I was framing some response about the awfulness of Elizabeth’s death when the door flew open and a little boy marched into the room with a huge bunch of chrysanthemums held out in front of him like a shield. I could not see much of his face, for the flowers obscured it.

“Go on, Brook-John, give them to Miss Sharp!” A pretty blond-haired child, the very image of Elizabeth Austen, stepped around the door behind her little brother. She looked about eleven or twelve and I guessed that this must be Louisa. Following behind her was another, older girl, whom I recognized from her dark curls as Marianne, and an impish little redhead who could only be Cassandra Jane. Louisa, I noticed, had the distinctive Austen mouth—small and rosebud-like—and an aquiline nose. The other girls had wider lips and smaller noses. Brook-John, when he lowered the flowers, revealed a chubby face with eyes just like Jane’s.
When
he
loses
that
little-boy softness
, I thought,
he
will
be
another
Henry
.

“These are for you, miss,” he said and with a little bow he handed the chrysanthemums to me. The others stood awkwardly in the doorway until Fanny shooed them forward. I reached for my reticule and, to my relief, saw that there was a shilling amongst the coppers that weighed it down.

“Are you big enough to walk all the way to Alton, yet?” I asked him.

“Oh yes, miss.” The hazel eyes widened. “I went to the fair last week with Aunt Cass and Aunt Jane.”

“Then you can buy some sweets for your sisters, can’t you?” I pressed the silver coin into his hand and was rewarded with a smile that made my heart lurch in my chest.

***

We left the Great House in high spirits, for the children had Fanny and me racing each other around the courtyard with hoops and sticks. I was quite touched to hear them cheering so loudly as I took the lead, until I realized that the racket was made on purpose to provoke Sackree into tipping a jug of water from the nursery window.

“Is your gown very wet?” Jane was trying not to smile as we walked down the drive. “I should have warned you about them; they’re little devils. Edward’s decided to take them off to Paris tomorrow. He says he’s tired of all the rain and the mud.” She reached for my arm and linked hers through it. “I don’t know why he thinks Paris will be any better; Madame Bigeon says the weather there is hardly any different to London.”

As we reached the end of the drive I saw someone waving over a garden wall. It was a man who looked about Edward’s age, but much thinner and longer in the face.

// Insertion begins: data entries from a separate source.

//! # Tracking and processing for commands
//!
//! ## Overview
//!
//! This module contains the table that maps command names typed at the `:` prompt onto their
//! handlers. Commands are registered under a full name and any number of aliases. A name that
//! isn't registered may still select a command if it is a prefix of exactly one full name, so
//! `:sor` runs `:sort`.
//!
use std::fmt::Debug;
use std::str::FromStr;

use radix_trie::Trie;

use crate::util::completion_keys;

/// Errors that can be encountered during command processing.
#[derive(thiserror::Error, Clone, Debug, PartialEq)]
#[non_exhaustive]
pub enum CommandError {
    /// Error for unmapped commands.
    #[error("Invalid command: {0}")]
    InvalidCommand(String),

    /// Error for bad command arguments.
    #[error("Invalid argument")]
    InvalidArgument,

    /// Error for bad ranges.
    #[error("Invalid range")]
    InvalidRange,

    /// Error for command parse failures.
    #[error("Failed to parse command: {0}")]
    ParseFailed(String),

    /// Error for a pattern or replacement that isn't terminated.
    #[error("Missing delimiter after {0:?}")]
    MissingDelimiter(String),

    /// Error for a bad regular expression.
    #[error("Invalid regular expression: {0}")]
    InvalidRegex(#[from] regex::Error),

    /// Error for a search that matched nothing.
    #[error("Pattern not found: {0}")]
    PatternNotFound(String),

    /// Error for reusing a search pattern or substitution before one has been given.
    #[error("No previous regular expression")]
    NoPreviousPattern,

    /// Error for running `:global` from within `:global`.
    #[error("Cannot do :global recursively")]
    Recursive,

    /// Generic error.
    #[error("Error: {0}")]
    Error(String),
}

/// Result type for individual, mapped commands.
pub type CommandResult = Result<(), CommandError>;

/// Trait for result type of parsing commands.
pub trait ParsedCommand: Debug + FromStr<Err = String> {
    /// Get the name of the command being executed.
    fn name(&self) -> String;
}

/// Trait for mapped commands.
pub trait Command: Clone {
    /// Result of parsing a command string.
    type Parsed: ParsedCommand;

    /// Context passed to [Command::exec].
    type Context;

    /// The primary name to map this command under.
    fn name(&self) -> String;

    /// Additional names to map this command under.
    fn aliases(&self) -> Vec<String>;

    /// Execute this command.
    fn exec(&self, cmd: Self::Parsed, ctx: &mut Self::Context) -> CommandResult;
}

/// Track mapped commands and handle their execution.
#[derive(Debug)]
pub struct CommandMachine<C: Command> {
    names: Trie<String, C>,
    aliases: Trie<String, C>,
    unnamed: Option<C>,
}

impl<C: Command> CommandMachine<C> {
    /// Create a new instance.
    pub fn new() -> Self {
        let names = Trie::new();
        let aliases = Trie::new();

        CommandMachine { names, aliases, unnamed: None }
    }

    /// Map a command under its names.
    ///
    /// A command whose name is empty runs when the input contains only a range, like `:5`.
    pub fn add_command(&mut self, cmd: C) {
        let name = cmd.name();

        if name.is_empty() {
            self.unnamed = Some(cmd);
            return;
        }

        for alias in cmd.aliases().into_iter() {
            self.aliases.insert(alias, cmd.clone());
        }

        self.names.insert(name, cmd);
    }

    /// Generate a list of completion candidates for command names.
    pub fn complete_name(&self, prefix: &str) -> Vec<String> {
        completion_keys(&self.names, prefix)
    }

    /// Look up a command by its name, an alias, or a unique prefix of its name.
    pub fn get(&self, name: &str) -> Result<&C, CommandError> {
        if let Some(m) = self.names.get(name) {
            return Ok(m);
        }

        if let Some(m) = self.aliases.get(name) {
            return Ok(m);
        }

        let candidates: Vec<String> = self
            .complete_name(name)
            .into_iter()
            .filter(|full| full.starts_with(name))
            .collect();

        if let [full] = candidates.as_slice() {
            if let Some(m) = self.names.get(full) {
                return Ok(m);
            }
        }

        Err(CommandError::InvalidCommand(name.into()))
    }

    /// Parse and execute a command string.
    pub fn input_cmd(&self, input: &str, ctx: &mut C::Context) -> CommandResult {
        let cmd = C::Parsed::from_str(input).map_err(CommandError::ParseFailed)?;
        let name = cmd.name();

        if name.is_empty() {
            return match &self.unnamed {
                Some(unnamed) => unnamed.exec(cmd, ctx),
                None => Ok(()),
            };
        }

        self.get(&name)?.exec(cmd, ctx)
    }
}

#[cfg(test)]
mod tests {
    use super::*;

    #[derive(Debug)]
    struct Words(Vec<String>);

    impl FromStr for Words {
        type Err = String;

        fn from_str(s: &str) -> Result<Self, String> {
            if s.contains('!') {
                return Err(s.to_string());
            }

            Ok(Words(s.split_whitespace().map(String::from).collect()))
        }
    }

    impl ParsedCommand for Words {
        fn name(&self) -> String {
            self.0.first().cloned().unwrap_or_default()
        }
    }

    #[derive(Clone)]
    struct Record {
        name: &'static str,
        aliases: Vec<String>,
    }

    impl Command for Record {
        type Parsed = Words;
        type Context = Vec<String>;

        fn name(&self) -> String {
            self.name.to_string()
        }

        fn aliases(&self) -> Vec<String> {
            self.aliases.clone()
        }

        fn exec(&self, cmd: Words, ctx: &mut Vec<String>) -> CommandResult {
            ctx.push(format!("{}:{}", self.name, cmd.0.len()));

            Ok(())
        }
    }

    fn machine() -> CommandMachine<Record> {
        let mut cmds = CommandMachine::new();

        cmds.add_command(Record { name: "substitute", aliases: strs!["s"] });
        cmds.add_command(Record { name: "sort", aliases: vec![] });
        cmds.add_command(Record { name: "delete", aliases: strs!["d"] });
        cmds.add_command(Record { name: "", aliases: vec![] });

        cmds
    }

    #[test]
    fn test_lookup() {
        let cmds = machine();

        assert_eq!(cmds.get("substitute").map(|c| c.name), Ok("substitute"));
        assert_eq!(cmds.get("s").map(|c| c.name), Ok("substitute"));
        assert_eq!(cmds.get("sor").map(|c| c.name), Ok("sort"));
        assert_eq!(cmds.get("del").map(|c| c.name), Ok("delete"));
        assert_eq!(cmds.get("su").map(|c| c.name), Ok("substitute"));
        assert_eq!(cmds.get("xyz").map(|c| c.name), Err(CommandError::InvalidCommand("xyz".into())));
    }

    #[test]
    fn test_input_cmd() {
        let cmds = machine();
        let mut ctx = vec![];

        cmds.input_cmd("s a b", &mut ctx).unwrap();
        cmds.input_cmd("delete", &mut ctx).unwrap();
        cmds.input_cmd("", &mut ctx).unwrap();

        assert_eq!(ctx, strs!["substitute:3", "delete:1", ":0"]);

        let err = cmds.input_cmd("bad!", &mut ctx).unwrap_err();
        assert_eq!(err, CommandError::ParseFailed("bad!".into()));

        let err = cmds.input_cmd("nope", &mut ctx).unwrap_err();
        assert_eq!(err, CommandError::InvalidCommand("nope".into()));
    }
}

He didn’t call out or come any closer but carried on doing whatever he was engaged in, which, from the way his mouth opened and closed, appeared to be talking to his laurel bushes.

“That’s Reverend Papillon,” Jane hissed as we passed by. “He likes to rehearse his sermons in the garden. I am to marry him, you know.” I turned to her, horrified. Seeing my face she snorted into her handkerchief. “I’m sorry,” she mumbled. “I didn’t mean to alarm you. It’s been a joke in the family ever since we moved to Chawton. He lives with his maiden sister and I don’t think he would marry me if I was the last woman on earth.” She winked at me over the white lace of the handkerchief. “I shouldn’t be mean about him: he actually went out and bought his own copy of
Sense
and
Sensibility
. After church the other day, he asked me if he was the inspiration for Edward Ferrars. I didn’t have the heart to tell him I wrote it fifteen years before we came to live here.”

The cottage was just a few yards away now and I could see Mrs. Austen walking up the path with a basket of carrots. I couldn’t help imagining how happy she would have been to see her daughter married to a parson, however laughable Jane made it sound. And to my shame I realized that I was jealous of the Reverend Papillon, for no other reason than that he was a man and I was not.